Improved cognitive function
Many sleep experts believe that taking short naps (of between 15-20 minutes) during the day can improve cognitive function. This can result in increased productivity in the workplace, which can be great for a business's balance sheet. So, rather than being a sign of laziness and an unprofessional work attitude, siestas can actually result in improved performance during the work day.
Provides a memory boost
We also know that other leading researchers have explored the effects of napping on memory. Back in 2007, a German study was carried out whereby participants were asked to memorise a list of words. During the next half an hour, they napped, with some people having short naps, other long naps, and some not napping at all. They were then asked to tell the researchers what words they could remember from the list. The results demonstrated quite clearly that memory improves after a nap, and that improvement is greater the longer the sleep.
We found that interestingly, a really short nap of around six minutes dramatically improves memory function. So, for managers who want to boost their employee’s memory function, it could be worth introducing short siestas to the working day and investing in a ‘nap’ room. We can help companies with this.
Lower blood pressure
One study has discovered that siestas are linked with a 37% reduction in coronary mortality. This is possibly due to reduced cardiovascular stress during daytime sleep. Whilst experts admit that they're not sure whether the benefit comes from the nap itself, the reclined position during sleep, or simply the expectation of a nap, they agreed that this decrease in blood pressure could be why those who take naps have lower coronary mortality.

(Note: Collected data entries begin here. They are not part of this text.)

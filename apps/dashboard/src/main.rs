use std::{path::PathBuf, sync::Arc};

use anyhow::{Context, Result};
use clap::{Parser, Subcommand, ValueEnum};
use client_core::{
    CourseCountBucket, CourseService, Dashboard, DialogKind, DialogSlot, HttpCourseService,
    ImageUpload, Notification, NotificationLevel, SessionContext, SortField, TeacherFilter,
};
use futures::future::join_all;
use shared::{
    domain::{CourseId, Role, TeacherId, UserId},
    protocol::{UserInfoData, UserInfoRecord},
};
use storage::SessionStore;
use tokio::sync::broadcast;
use tracing::info;
use tracing_subscriber::EnvFilter;

#[derive(Parser, Debug)]
#[command(name = "dashboard", about = "Course dashboard client")]
struct Cli {
    /// Overrides `server_url` from settings.
    #[arg(long)]
    server_url: Option<String>,
    /// Overrides `session_database_url` from settings.
    #[arg(long)]
    session_db: Option<String>,
    #[command(subcommand)]
    command: Command,
}

#[derive(Clone, Copy, Debug, ValueEnum)]
enum RoleArg {
    Admin,
    Teacher,
    Student,
}

impl From<RoleArg> for Role {
    fn from(value: RoleArg) -> Self {
        match value {
            RoleArg::Admin => Role::Admin,
            RoleArg::Teacher => Role::Teacher,
            RoleArg::Student => Role::Student,
        }
    }
}

#[derive(Subcommand, Debug)]
enum Command {
    /// Persists a signed-in identity for later commands.
    LoginAs {
        user_id: String,
        #[arg(long, value_enum, default_value = "teacher")]
        role: RoleArg,
        #[arg(long)]
        name: Option<String>,
        #[arg(long)]
        token: Option<String>,
    },
    Logout,
    Courses {
        /// Also load each course's modules.
        #[arg(long)]
        modules: bool,
    },
    AddCourse {
        title: String,
        category: String,
        #[arg(long, default_value = "")]
        description: String,
        #[arg(long)]
        image: Option<String>,
    },
    EditCourse {
        course: String,
        #[arg(long)]
        title: Option<String>,
        #[arg(long)]
        category: Option<String>,
        #[arg(long)]
        description: Option<String>,
    },
    DeleteCourse {
        course: String,
    },
    AddModule {
        course: String,
        title: String,
        #[arg(long)]
        description: String,
        /// `YYYY-MM-DDTHH:MM`
        #[arg(long)]
        start: String,
        #[arg(long)]
        end: String,
    },
    AddStudent {
        course: String,
        name: String,
        email: String,
        #[arg(long)]
        phone: Option<String>,
    },
    Teachers {
        #[arg(long, default_value = "")]
        search: String,
        #[arg(long, default_value = "all")]
        bucket: CourseCountBucket,
        #[arg(long, default_value = "none")]
        sort: SortField,
    },
    Teacher {
        teacher: String,
    },
    EditProfile {
        teacher: String,
        #[arg(long)]
        name: Option<String>,
        #[arg(long)]
        status: Option<String>,
        #[arg(long)]
        bio: Option<String>,
        #[arg(long)]
        location: Option<String>,
        #[arg(long)]
        rating: Option<String>,
    },
    UploadImage {
        teacher: String,
        path: PathBuf,
    },
    TeacherCourses {
        teacher: String,
    },
}

#[tokio::main]
async fn main() -> Result<()> {
    tracing_subscriber::fmt()
        .with_env_filter(
            EnvFilter::try_from_default_env().unwrap_or_else(|_| EnvFilter::new("info")),
        )
        .init();

    let cli = Cli::parse();
    let mut settings = client_core::load_settings()?;
    if let Some(server_url) = cli.server_url {
        settings.server_url = server_url;
    }
    if let Some(session_db) = cli.session_db {
        settings.session_database_url = session_db;
    }
    settings.validate()?;

    let sessions = SessionStore::new(&settings.session_database_url).await?;
    match cli.command {
        Command::LoginAs {
            user_id,
            role,
            name,
            token,
        } => {
            let record = UserInfoRecord {
                data: UserInfoData {
                    id: UserId::new(user_id),
                    role: role.into(),
                    name,
                    email: None,
                    token,
                },
            };
            sessions.save_user_info(&record).await?;
            println!("signed in as {}", record.data.id);
            return Ok(());
        }
        Command::Logout => {
            let cleared = sessions.clear_session().await?;
            println!("{}", if cleared { "signed out" } else { "no session" });
            return Ok(());
        }
        _ => {}
    }

    let session = SessionContext::from_store(&sessions).await;
    let service = HttpCourseService::new(&settings.server_url, settings.request_timeout())?
        .with_bearer_token(session.bearer_token().map(str::to_string));
    info!(server = %settings.server_url, "dashboard: connected");

    let service: Arc<dyn CourseService> = Arc::new(service);
    let dashboard = Dashboard::new(service, session, settings.search_debounce());
    let mut notifications = dashboard.subscribe();

    let result = run(&dashboard, cli.command).await;
    drain(&mut notifications);
    result
}

async fn run(dashboard: &Dashboard, command: Command) -> Result<()> {
    match command {
        Command::LoginAs { .. } | Command::Logout => {}
        Command::Courses { modules } => {
            let courses = dashboard.load_courses().await?;
            if modules {
                let loads = courses
                    .iter()
                    .map(|course| dashboard.load_course_modules(&course.id));
                for (course, loaded) in courses.iter().zip(join_all(loads).await) {
                    println!("{} {} [{}]", course.id, course.title, course.category);
                    for module in loaded? {
                        println!(
                            "  {} {} {} -> {}",
                            module.id, module.title, module.start_time, module.end_time
                        );
                    }
                }
            } else {
                for course in courses {
                    println!("{} {} [{}]", course.id, course.title, course.category);
                }
            }
        }
        Command::AddCourse {
            title,
            category,
            description,
            image,
        } => {
            let mut fields = vec![
                ("title", title),
                ("category", category),
                ("description", description),
            ];
            fields.extend(image.map(|image| ("image", image)));
            submit_dialog(dashboard, DialogSlot::CreateCourse, fields).await?;
        }
        Command::EditCourse {
            course,
            title,
            category,
            description,
        } => {
            // Prefill reads the store, so load before opening.
            dashboard.load_courses().await?;
            let fields = present_fields([
                ("title", title),
                ("category", category),
                ("description", description),
            ]);
            let slot = DialogSlot::EditCourse {
                course: CourseId::new(course),
            };
            submit_dialog(dashboard, slot, fields).await?;
        }
        Command::DeleteCourse { course } => {
            dashboard.delete_course(&CourseId::new(course)).await?;
        }
        Command::AddModule {
            course,
            title,
            description,
            start,
            end,
        } => {
            let slot = DialogSlot::AddModule {
                course: CourseId::new(course),
            };
            let fields = vec![
                ("title", title),
                ("description", description),
                ("startTime", start),
                ("endTime", end),
            ];
            submit_dialog(dashboard, slot, fields).await?;
        }
        Command::AddStudent {
            course,
            name,
            email,
            phone,
        } => {
            let slot = DialogSlot::AddStudent {
                course: CourseId::new(course),
            };
            let mut fields = vec![("name", name), ("email", email)];
            fields.extend(phone.map(|phone| ("phone", phone)));
            submit_dialog(dashboard, slot, fields).await?;
        }
        Command::Teachers {
            search,
            bucket,
            sort,
        } => {
            let filter = TeacherFilter {
                search,
                bucket,
                sort,
            };
            for teacher in dashboard.search_teachers(filter).await? {
                println!(
                    "{} {} ({}) courses={}",
                    teacher.id,
                    teacher.name,
                    teacher.slug,
                    teacher
                        .course_count
                        .map(|count| count.to_string())
                        .unwrap_or_else(|| "-".into())
                );
            }
        }
        Command::Teacher { teacher } => {
            let teacher = dashboard.load_teacher(&TeacherId::new(teacher)).await?;
            println!("{}", serde_json::to_string_pretty(&teacher)?);
        }
        Command::EditProfile {
            teacher,
            name,
            status,
            bio,
            location,
            rating,
        } => {
            let teacher = TeacherId::new(teacher);
            dashboard.load_teacher(&teacher).await?;
            let fields = present_fields([
                ("name", name),
                ("status", status),
                ("bio", bio),
                ("location", location),
                ("rating", rating),
            ]);
            submit_dialog(dashboard, DialogSlot::EditTeacherProfile { teacher }, fields).await?;
        }
        Command::UploadImage { teacher, path } => {
            let bytes = tokio::fs::read(&path)
                .await
                .with_context(|| format!("failed to read '{}'", path.display()))?;
            let filename = path
                .file_name()
                .map(|name| name.to_string_lossy().into_owned())
                .unwrap_or_else(|| "image".into());
            let upload = ImageUpload {
                mime_type: mime_for(&path).map(str::to_string),
                filename,
                bytes,
            };
            let teacher = dashboard
                .upload_teacher_image(&TeacherId::new(teacher), upload)
                .await?;
            println!("{}", teacher.image_url.unwrap_or_default());
        }
        Command::TeacherCourses { teacher } => {
            let teacher = TeacherId::new(teacher);
            dashboard
                .open_dialog(DialogSlot::TeacherCourses {
                    teacher: teacher.clone(),
                })
                .await?;
            for course in dashboard.teacher_courses(&teacher) {
                println!("{} {}", course.id, course.title);
            }
            dashboard.close_dialog(DialogKind::TeacherCourses);
        }
    }
    Ok(())
}

/// Drives a dialog the way the UI does: open, fill, submit.
async fn submit_dialog(
    dashboard: &Dashboard,
    slot: DialogSlot,
    fields: Vec<(&'static str, String)>,
) -> Result<()> {
    let kind = slot.kind();
    dashboard.open_dialog(slot).await?;
    for (field, value) in fields {
        dashboard.edit_draft(kind, field, value)?;
    }
    if let Err(err) = dashboard.submit(kind).await {
        dashboard.close_dialog(kind);
        return Err(err.into());
    }
    Ok(())
}

/// Keeps only the flags that were given; the rest stay as prefilled.
fn present_fields<const N: usize>(
    fields: [(&'static str, Option<String>); N],
) -> Vec<(&'static str, String)> {
    fields
        .into_iter()
        .filter_map(|(field, value)| value.map(|value| (field, value)))
        .collect()
}

fn mime_for(path: &std::path::Path) -> Option<&'static str> {
    let ext = path.extension()?.to_str()?.to_ascii_lowercase();
    match ext.as_str() {
        "png" => Some("image/png"),
        "jpg" | "jpeg" => Some("image/jpeg"),
        "gif" => Some("image/gif"),
        "webp" => Some("image/webp"),
        _ => None,
    }
}

fn drain(notifications: &mut broadcast::Receiver<Notification>) {
    while let Ok(notification) = notifications.try_recv() {
        let tag = match notification.level {
            NotificationLevel::Success => "ok",
            NotificationLevel::Info => "info",
            NotificationLevel::Error => "error",
        };
        eprintln!("[{tag}] {}", notification.message);
    }
}

#[cfg(test)]
#[path = "tests/main_tests.rs"]
mod tests;
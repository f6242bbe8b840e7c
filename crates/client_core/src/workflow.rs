//! User-facing workflows: dialogs, their submissions, and the notifications
//! each outcome produces.

use std::{
    sync::{Arc, Mutex, MutexGuard, PoisonError},
    time::Duration,
};

use shared::{
    domain::{Course, CourseId, Module, Teacher, TeacherId},
    protocol::{UpdateCourseRequest, UpdateTeacherRequest},
};
use tokio::sync::broadcast;
use tracing::{debug, warn};

use crate::{
    command::{Command, CommandOutcome, NewCourse, NewModule, NewStudent},
    error::CoreError,
    gateway::CommandGateway,
    modal::{
        CloseOutcome, DialogKind, DialogSlot, ModalController, ModalState, SettleOutcome,
        Submission,
    },
    notify::{Notification, Notifier},
    persistence::{CourseService, ImageUpload},
    projector::{TeacherDirectory, TeacherFilter},
    session::SessionContext,
    validation::{
        validate_course, validate_module, validate_student, validate_teacher_profile, RawForm,
    },
};

pub const MODULE_CREATED: &str = "A new module has been created!";
pub const MODULE_FAILED: &str = "Error creating module.";

struct Messages {
    success: &'static str,
    failure: &'static str,
}

fn dialog_messages(kind: DialogKind) -> Messages {
    let (success, failure) = match kind {
        DialogKind::AddModule => (MODULE_CREATED, MODULE_FAILED),
        DialogKind::AddStudent => ("Student added to course.", "Error adding student."),
        DialogKind::CreateCourse => ("Course created.", "Error creating course."),
        DialogKind::EditCourse => ("Course updated.", "Error updating course."),
        DialogKind::EditTeacherProfile => ("Profile updated.", "Error updating profile."),
        DialogKind::TeacherCourses => ("", "Error loading teacher courses."),
    };
    Messages { success, failure }
}

/// What the user is told about a failure. Field-level validation errors are
/// shown inline on the dialog, so only form-level ones produce a toast.
fn failure_message(fallback: &str, err: &CoreError) -> Option<String> {
    match err {
        CoreError::Validation(errors) => {
            let form_level: Vec<&str> = errors.form_level().map(|e| e.message.as_str()).collect();
            (!form_level.is_empty()).then(|| form_level.join(" "))
        }
        CoreError::DuplicateTitle { message } => Some(message.clone()),
        CoreError::CommandInFlight { .. } | CoreError::InvalidTransition { .. } => {
            Some(err.to_string())
        }
        CoreError::Attribution { .. }
        | CoreError::NetworkOrService { .. }
        | CoreError::MalformedEntity { .. } => Some(fallback.to_string()),
    }
}

pub struct Dashboard {
    gateway: Arc<CommandGateway>,
    modals: Mutex<ModalController>,
    notifier: Notifier,
    teachers: TeacherDirectory,
}

impl Dashboard {
    pub fn new(
        service: Arc<dyn CourseService>,
        session: SessionContext,
        search_debounce: Duration,
    ) -> Self {
        let gateway = CommandGateway::new(service, session);
        Self {
            teachers: TeacherDirectory::new(Arc::clone(&gateway), search_debounce),
            gateway,
            modals: Mutex::new(ModalController::new()),
            notifier: Notifier::default(),
        }
    }

    pub fn gateway(&self) -> &Arc<CommandGateway> {
        &self.gateway
    }

    pub fn teachers(&self) -> &TeacherDirectory {
        &self.teachers
    }

    pub fn subscribe(&self) -> broadcast::Receiver<Notification> {
        self.notifier.subscribe()
    }

    fn modals(&self) -> MutexGuard<'_, ModalController> {
        self.modals.lock().unwrap_or_else(PoisonError::into_inner)
    }

    pub fn modal(&self, kind: DialogKind) -> ModalState {
        self.modals().state(kind).clone()
    }

    /// Opens a dialog. Edit dialogs start from the stored record; the teacher
    /// courses view loads its list right away.
    pub async fn open_dialog(&self, slot: DialogSlot) -> Result<(), CoreError> {
        let draft = self.prefill(&slot);
        self.modals().open(slot.clone(), draft)?;

        if let DialogSlot::TeacherCourses { teacher } = slot {
            let command = Command::FetchTeacherCourses { teacher };
            let failure = dialog_messages(DialogKind::TeacherCourses).failure;
            if let Err(err) = self.run(command, failure).await {
                // The dialog is still open; keep the failure on it.
                let _ = self.modals().reject(DialogKind::TeacherCourses, err.clone());
                return Err(err);
            }
        }
        Ok(())
    }

    fn prefill(&self, slot: &DialogSlot) -> RawForm {
        match slot {
            DialogSlot::EditCourse { course } => self.gateway.read(|store| {
                store
                    .courses
                    .get(course)
                    .map(|course| {
                        RawForm::new()
                            .with("title", &course.title)
                            .with("category", &course.category)
                            .with("description", &course.description)
                            .with("image", course.image_ref.clone().unwrap_or_default())
                    })
                    .unwrap_or_default()
            }),
            DialogSlot::EditTeacherProfile { teacher } => self.gateway.read(|store| {
                store
                    .teachers
                    .get(teacher)
                    .map(|teacher| {
                        RawForm::new()
                            .with("name", &teacher.name)
                            .with("slug", &teacher.slug)
                            .with("status", &teacher.status)
                            .with("bio", &teacher.bio)
                            .with("location", teacher.location.clone().unwrap_or_default())
                            .with(
                                "rating",
                                teacher.rating.map(|r| r.to_string()).unwrap_or_default(),
                            )
                    })
                    .unwrap_or_default()
            }),
            _ => RawForm::new(),
        }
    }

    pub fn edit_draft(
        &self,
        kind: DialogKind,
        field: impl Into<String>,
        value: impl Into<String>,
    ) -> Result<(), CoreError> {
        self.modals().edit(kind, field, value)
    }

    pub fn close_dialog(&self, kind: DialogKind) -> CloseOutcome {
        self.modals().close(kind)
    }

    /// Validates the draft, runs the mapped command and settles the dialog.
    ///
    /// `Completed` closes the dialog; a failure reopens it with the error and
    /// is returned. A dialog closed mid-submit yields `Discarded` and no
    /// notification, although the store still reflects the command.
    pub async fn submit(&self, kind: DialogKind) -> Result<SettleOutcome, CoreError> {
        if kind == DialogKind::TeacherCourses {
            return Err(CoreError::InvalidTransition {
                dialog: kind,
                action: "submit",
                state: "view-only",
            });
        }

        let submission = self.modals().begin_submit(kind)?;
        let result = match command_for(&submission) {
            Ok(command) => self.gateway.dispatch(command).await.map(drop),
            Err(err) => {
                debug!(dialog = %kind, error = %err, "workflow: draft rejected before dispatch");
                Err(err)
            }
        };

        let outcome = self.modals().settle(&submission, result);
        let messages = dialog_messages(kind);
        match outcome {
            SettleOutcome::Completed => {
                self.notifier.success(messages.success);
                Ok(SettleOutcome::Completed)
            }
            SettleOutcome::Reopened(err) => {
                if let Some(message) = failure_message(messages.failure, &err) {
                    self.notifier.error(message);
                }
                Err(err)
            }
            SettleOutcome::Discarded => {
                debug!(dialog = %kind, "workflow: outcome discarded after close");
                Ok(SettleOutcome::Discarded)
            }
        }
    }

    async fn run(&self, command: Command, failure: &str) -> Result<CommandOutcome, CoreError> {
        let kind = command.kind();
        self.gateway.dispatch(command).await.inspect_err(|err| {
            warn!(command = %kind, error = %err, "workflow: command failed");
            if let Some(message) = failure_message(failure, err) {
                self.notifier.error(message);
            }
        })
    }

    pub async fn load_courses(&self) -> Result<Vec<Course>, CoreError> {
        self.run(Command::FetchCourses, "Error loading courses.").await?;
        Ok(self.gateway.read(|store| store.courses.list().into_iter().cloned().collect()))
    }

    pub async fn load_course_modules(&self, course: &CourseId) -> Result<Vec<Module>, CoreError> {
        let command = Command::FetchModules {
            course: course.clone(),
        };
        self.run(command, "Error loading modules.").await?;
        Ok(self.gateway.read(|store| {
            store
                .modules_for_course(course)
                .into_iter()
                .cloned()
                .collect()
        }))
    }

    pub async fn delete_course(&self, course: &CourseId) -> Result<(), CoreError> {
        let command = Command::DeleteCourse {
            course: course.clone(),
        };
        self.run(command, "Error deleting course.").await?;
        self.notifier.success("Course deleted.");
        Ok(())
    }

    pub async fn load_teacher(&self, teacher: &TeacherId) -> Result<Teacher, CoreError> {
        let command = Command::FetchTeacher {
            teacher: teacher.clone(),
        };
        match self.run(command, "Error loading teacher.").await? {
            CommandOutcome::Teacher(teacher) => Ok(teacher),
            other => Err(unexpected("teacher", &other)),
        }
    }

    pub async fn upload_teacher_image(
        &self,
        teacher: &TeacherId,
        upload: ImageUpload,
    ) -> Result<Teacher, CoreError> {
        let command = Command::UpdateTeacherImage {
            teacher: teacher.clone(),
            upload,
        };
        match self.run(command, "Error uploading image.").await? {
            CommandOutcome::Teacher(teacher) => {
                self.notifier.success("Profile image updated.");
                Ok(teacher)
            }
            other => Err(unexpected("teacher", &other)),
        }
    }

    pub fn teacher_courses(&self, teacher: &TeacherId) -> Vec<Course> {
        self.gateway.read(|store| {
            store
                .courses_for_teacher(teacher)
                .into_iter()
                .cloned()
                .collect()
        })
    }

    /// Applies a whole filter and returns the visible teachers in order.
    pub async fn search_teachers(&self, filter: TeacherFilter) -> Result<Vec<Teacher>, CoreError> {
        if let Err(err) = self.teachers.set_filter(filter).await {
            if let Some(message) = failure_message("Error loading teachers.", &err) {
                self.notifier.error(message);
            }
            return Err(err);
        }
        let visible = self.teachers.visible_teachers();
        if visible.is_empty() {
            self.notifier.info("No teachers match the current filters.");
        }
        Ok(visible)
    }
}

fn unexpected(expected: &'static str, outcome: &CommandOutcome) -> CoreError {
    CoreError::MalformedEntity {
        entity: expected,
        reason: format!("unexpected outcome {outcome:?}"),
    }
}

fn command_for(submission: &Submission) -> Result<Command, CoreError> {
    let draft = &submission.draft;
    let command = match &submission.slot {
        DialogSlot::AddModule { course } => {
            let form = validate_module(draft)?;
            Command::AddModule(NewModule {
                course: course.clone(),
                title: form.title,
                description: form.description,
                start_time: form.start_time,
                end_time: form.end_time,
            })
        }
        DialogSlot::AddStudent { course } => {
            let form = validate_student(draft)?;
            Command::AddStudent(NewStudent {
                course: course.clone(),
                name: form.name,
                email: form.email,
                phone: form.phone,
            })
        }
        DialogSlot::CreateCourse => {
            let form = validate_course(draft)?;
            Command::AddCourse(NewCourse {
                title: form.title,
                category: form.category,
                description: form.description,
                image: form.image,
            })
        }
        DialogSlot::EditCourse { course } => {
            let form = validate_course(draft)?;
            Command::UpdateCourse {
                course: course.clone(),
                changes: UpdateCourseRequest {
                    title: Some(form.title),
                    category: Some(form.category),
                    description: Some(form.description),
                    image: form.image,
                },
            }
        }
        DialogSlot::EditTeacherProfile { teacher } => {
            let form = validate_teacher_profile(draft)?;
            Command::UpdateTeacher {
                teacher: teacher.clone(),
                changes: UpdateTeacherRequest {
                    name: Some(form.name),
                    status: form.status,
                    bio: form.bio,
                    location: form.location,
                    rating: form.rating,
                    subjects: None,
                },
            }
        }
        DialogSlot::TeacherCourses { .. } => {
            return Err(CoreError::InvalidTransition {
                dialog: submission.kind,
                action: "submit",
                state: "view-only",
            })
        }
    };
    Ok(command)
}

#[cfg(test)]
#[path = "tests/workflow_tests.rs"]
mod tests;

As you can see, siestas come with a whole range of benefits, from making you more productivity at work to improving your cardiovascular health. However, scientists do state that napping is only beneficial if it forms part of an individual's regular daytime routine, rather than serving as a one-off. What's more, sleeping too long can have detrimental effects. A siesta shouldn't be longer than half an hour and should be taken on a couch or armchair, rather than in a bed (where you're more likely to fall into a deeper sleep). Entering a deep sleep state can lead to you being unable to sleep at night.